The making of our book: 

The Pumphouse, a  Victorian brick monolith sitting within the Dublin Port landscape appeared outwardly simplistic.  It’s basic exterior belied a deceptive interior.  Inside we would find three rooms of vastly varying scale, size and function that hadn’t been touched in decades, each creating a challenge for the design of our production.  New rooms needed to be constructed to create five individual distinct spaces that would support the characters, narrative and history of the time and events of Q Comapny at the Port.  Each space needed its own identity and individual personality whilst also linking coherently as a whole to support the physical journey the audience would undertake.  The five rooms created were the canteen, the kitchen, the pantry, the stores and the office.  Each constructed with forensic detail through thorough research utilising Dublin Port’s historic experts and archive and the advice of Brenda MAlone of The National Museum of Ireland.  

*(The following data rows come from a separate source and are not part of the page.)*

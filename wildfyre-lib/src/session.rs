//! Authentication state of a client

/// The token and the identity of the logged-in user.
///
/// The client clears every cache whenever either changes, so that data
/// fetched on behalf of one user never leaks to another.
#[derive(Clone, Default, PartialEq, Eq)]
pub struct Session {
    token: Option<String>,
    user_id: Option<u64>,
}

impl Session {
    /// A session for `token`, whose user is not resolved yet.
    pub fn with_token(token: impl Into<String>) -> Self {
        Self {
            token: Some(token.into()),
            user_id: None,
        }
    }

    pub fn token(&self) -> Option<&str> {
        self.token.as_deref()
    }

    /// The ID of the logged-in user, once resolved.
    pub fn user_id(&self) -> Option<u64> {
        self.user_id
    }

    /// A session is connected as soon as it holds a token.
    pub fn is_connected(&self) -> bool {
        self.token.is_some()
    }

    pub(crate) fn set_user_id(&mut self, user_id: Option<u64>) {
        self.user_id = user_id;
    }
}

impl std::fmt::Debug for Session {
    fn fmt(&self, f: &mut std::fmt::Formatter<'_>) -> std::fmt::Result {
        f.debug_struct("Session")
            .field("token", &self.token.as_ref().map(|_| "[REDACTED]"))
            .field("user_id", &self.user_id)
            .finish()
    }
}

#[cfg(test)]
mod tests {
    use super::*;

    #[test]
    fn test_default_is_disconnected() {
        let session = Session::default();
        assert!(!session.is_connected());
        assert!(session.token().is_none());
        assert!(session.user_id().is_none());
    }

    #[test]
    fn test_token_is_redacted() {
        let mut session = Session::with_token("secret-token");
        session.set_user_id(Some(3));
        let debug = format!("{:?}", session);
        assert!(!debug.contains("secret-token"));
        assert!(debug.contains("user_id: Some(3)"));
        assert!(session.is_connected());
    }
}
//! Cache configuration

use std::time::Duration;

use crate::error::EntityKind;

/// Configuration for cache TTL (time-to-live) settings.
///
/// Controls how long each kind of entity is considered fresh. Stale entities
/// are still returned, but trigger a background refresh.
///
/// # Example
///
/// ```
/// use std::time::Duration;
/// use wildfyre_lib::cache::CacheConfig;
///
/// let config = CacheConfig::default()
///     .with_user_ttl(Duration::from_secs(600))
///     .with_post_ttl(Duration::from_secs(60));
/// ```
#[derive(Debug, Clone)]
pub struct CacheConfig {
    /// TTL for users.
    ///
    /// Default: 30 minutes
    pub user_ttl: Duration,

    /// TTL for areas (reputation and spread).
    ///
    /// Default: 1 hour
    pub area_ttl: Duration,

    /// TTL for posts and their comments.
    ///
    /// Default: 10 minutes
    pub post_ttl: Duration,

    /// TTL for server-backed drafts.
    ///
    /// Default: 1 hour
    pub draft_ttl: Duration,
}

impl Default for CacheConfig {
    fn default() -> Self {
        Self {
            user_ttl: Duration::from_secs(30 * 60),  // 30 minutes
            area_ttl: Duration::from_secs(60 * 60),  // 1 hour
            post_ttl: Duration::from_secs(10 * 60),  // 10 minutes
            draft_ttl: Duration::from_secs(60 * 60), // 1 hour
        }
    }
}

impl CacheConfig {
    /// Creates a new cache config with default values.
    pub fn new() -> Self {
        Self::default()
    }

    /// Sets the user TTL.
    pub fn with_user_ttl(mut self, ttl: Duration) -> Self {
        self.user_ttl = ttl;
        self
    }

    /// Sets the area TTL.
    pub fn with_area_ttl(mut self, ttl: Duration) -> Self {
        self.area_ttl = ttl;
        self
    }

    /// Sets the post TTL.
    pub fn with_post_ttl(mut self, ttl: Duration) -> Self {
        self.post_ttl = ttl;
        self
    }

    /// Sets the draft TTL.
    pub fn with_draft_ttl(mut self, ttl: Duration) -> Self {
        self.draft_ttl = ttl;
        self
    }

    /// Creates a config where everything is stale immediately (zero TTLs).
    ///
    /// Entities are still fetched once and cached, but every later lookup
    /// schedules a background refresh.
    pub fn no_cache() -> Self {
        Self {
            user_ttl: Duration::ZERO,
            area_ttl: Duration::ZERO,
            post_ttl: Duration::ZERO,
            draft_ttl: Duration::ZERO,
        }
    }

    /// Returns the TTL configured for `kind`.
    pub fn ttl(&self, kind: EntityKind) -> Duration {
        match kind {
            EntityKind::User => self.user_ttl,
            EntityKind::Area => self.area_ttl,
            EntityKind::Post => self.post_ttl,
            EntityKind::Draft => self.draft_ttl,
        }
    }
}

#[cfg(test)]
mod tests {
    use super::*;

    #[test]
    fn test_defaults() {
        let config = CacheConfig::default();
        assert_eq!(config.ttl(EntityKind::User), Duration::from_secs(1800));
        assert_eq!(config.ttl(EntityKind::Area), Duration::from_secs(3600));
        assert_eq!(config.ttl(EntityKind::Post), Duration::from_secs(600));
        assert_eq!(config.ttl(EntityKind::Draft), Duration::from_secs(3600));
    }

    #[test]
    fn test_builder_methods() {
        let config = CacheConfig::new()
            .with_user_ttl(Duration::from_millis(100))
            .with_draft_ttl(Duration::from_secs(5));
        assert_eq!(config.ttl(EntityKind::User), Duration::from_millis(100));
        assert_eq!(config.ttl(EntityKind::Draft), Duration::from_secs(5));
        assert_eq!(config.ttl(EntityKind::Post), Duration::from_secs(600));
    }
}
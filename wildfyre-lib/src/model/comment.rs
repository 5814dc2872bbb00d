//! Comments on posts

use std::sync::Arc;

use chrono::DateTime;
use chrono::Utc;

use super::Area;
use super::Post;
use super::PostKey;
use super::User;
use super::document::CommentDocument;
use crate::WildFyreClient;
use crate::error::Error;

/// A comment on a post.
///
/// Comments aren't cached on their own: they are built when their post is
/// refreshed and replaced on the next refresh. The author, post and area are
/// kept as keys and resolved through the client caches.
#[derive(Debug, Clone, PartialEq, Eq)]
pub struct Comment {
    id: u64,
    post: PostKey,
    author: Option<u64>,
    created: DateTime<Utc>,
    text: String,
    image: Option<String>,
}

impl Comment {
    pub(crate) fn from_document(post: PostKey, doc: CommentDocument) -> Self {
        Self {
            id: doc.id,
            post,
            author: doc.author.map(|a| a.user),
            created: doc.created,
            text: doc.text.unwrap_or_default(),
            image: doc.image,
        }
    }

    pub fn id(&self) -> u64 {
        self.id
    }

    pub fn created(&self) -> DateTime<Utc> {
        self.created
    }

    pub fn text(&self) -> &str {
        &self.text
    }

    pub fn image(&self) -> Option<&str> {
        self.image.as_deref()
    }

    /// The ID of the author, `None` if the author deleted their account.
    pub fn author_id(&self) -> Option<u64> {
        self.author
    }

    /// The post this comment belongs to.
    pub fn post_key(&self) -> &PostKey {
        &self.post
    }

    /// Resolves the author through the user cache.
    pub async fn author(&self, client: &WildFyreClient) -> Result<Option<Arc<User>>, Error> {
        match self.author {
            Some(id) => client.user(id).await,
            None => Ok(None),
        }
    }

    /// Resolves the post through the post cache.
    pub async fn post(&self, client: &WildFyreClient) -> Result<Option<Arc<Post>>, Error> {
        client.post(&self.post.area, self.post.id).await
    }

    /// Resolves the area through the area cache.
    pub async fn area(&self, client: &WildFyreClient) -> Result<Option<Arc<Area>>, Error> {
        client.area(&self.post.area).await
    }
}
//! Exchanges with the WildFyre server
//!
//! The client never talks HTTP directly: every exchange goes through a
//! [`Transport`]. [`HttpTransport`] is the default implementation; tests and
//! embedders can supply their own.

mod http;

pub use http::*;

use std::fmt;

use async_trait::async_trait;
use serde_json::Value;

use crate::error::TransportError;

/// A structured document exchanged with the server.
pub type Document = Value;

/// HTTP method of a [`Request`].
#[derive(Debug, Clone, Copy, PartialEq, Eq, Hash)]
pub enum Method {
    Get,
    Post,
    Put,
    Patch,
    Delete,
}

impl Method {
    /// Returns the method name as sent on the wire.
    pub fn as_str(&self) -> &'static str {
        match self {
            Self::Get => "GET",
            Self::Post => "POST",
            Self::Put => "PUT",
            Self::Patch => "PATCH",
            Self::Delete => "DELETE",
        }
    }
}

impl fmt::Display for Method {
    fn fmt(&self, f: &mut fmt::Formatter<'_>) -> fmt::Result {
        f.write_str(self.as_str())
    }
}

/// A single request to the server.
///
/// # Example
///
/// ```
/// use serde_json::json;
/// use wildfyre_lib::transport::{Method, Request};
///
/// let request = Request::new(Method::Post, "/account/auth/")
///     .json(json!({ "username": "user", "password": "password" }));
/// assert_eq!(request.path, "/account/auth/");
/// assert!(request.token.is_none());
/// ```
#[derive(Debug, Clone, PartialEq)]
pub struct Request {
    /// The HTTP method.
    pub method: Method,
    /// The path relative to the server root, e.g. `/users/42/`.
    pub path: String,
    /// The authentication token, if the request is authenticated.
    pub token: Option<String>,
    /// The JSON body, if any.
    pub body: Option<Document>,
}

impl Request {
    /// Creates an unauthenticated request without a body.
    pub fn new(method: Method, path: impl Into<String>) -> Self {
        Self {
            method,
            path: path.into(),
            token: None,
            body: None,
        }
    }

    /// Creates a `GET` request.
    pub fn get(path: impl Into<String>) -> Self {
        Self::new(Method::Get, path)
    }

    /// Authenticates the request with `token`.
    pub fn token(mut self, token: Option<String>) -> Self {
        self.token = token;
        self
    }

    /// Attaches a JSON body.
    pub fn json(mut self, body: Document) -> Self {
        self.body = Some(body);
        self
    }
}

/// Performs exchanges with the server.
///
/// Implementations return the response document on success. An empty
/// response body is returned as [`Document::Null`].
#[async_trait]
pub trait Transport: Send + Sync {
    /// Sends `request` and waits for the response.
    async fn request(&self, request: Request) -> Result<Document, TransportError>;
}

Within our work it is really important that all details of the design are accurate and convincing to enable a deep immersion into the world of the production.  Our audience are so close to everything within that world that those objects, furniture and spaces have to ring true.  To this end we had an exact replica of the IRA intelligence dossier made by master prop maker Judith Hynes and the three flags that hang from the canteen ceiling are replicas on loan from the National Museum of Ireland.  

The journey we constructed traverses from the high-vaulted spacious canteen into the smaller kitchen space, then into the cluttered claustrophobic dark space of the pantry and back out again into the darkness of the stores and the quiet of the office (or a combination of those).  Tables are danced on, double lives are glimpsed through hatches and people emerge from the darkness.  Low hanging lights create pools of illumination as people and objects seem to emerge from the darkness like a Rembrandt painting.  The surrounding shadows are used to create a claustraphobic, high-stakes, paranoid space where anyone can emerge from the darkness and very often do.  The building provided the potential of a highly charged space that made possible the summoning of the memories of these very real people and stories.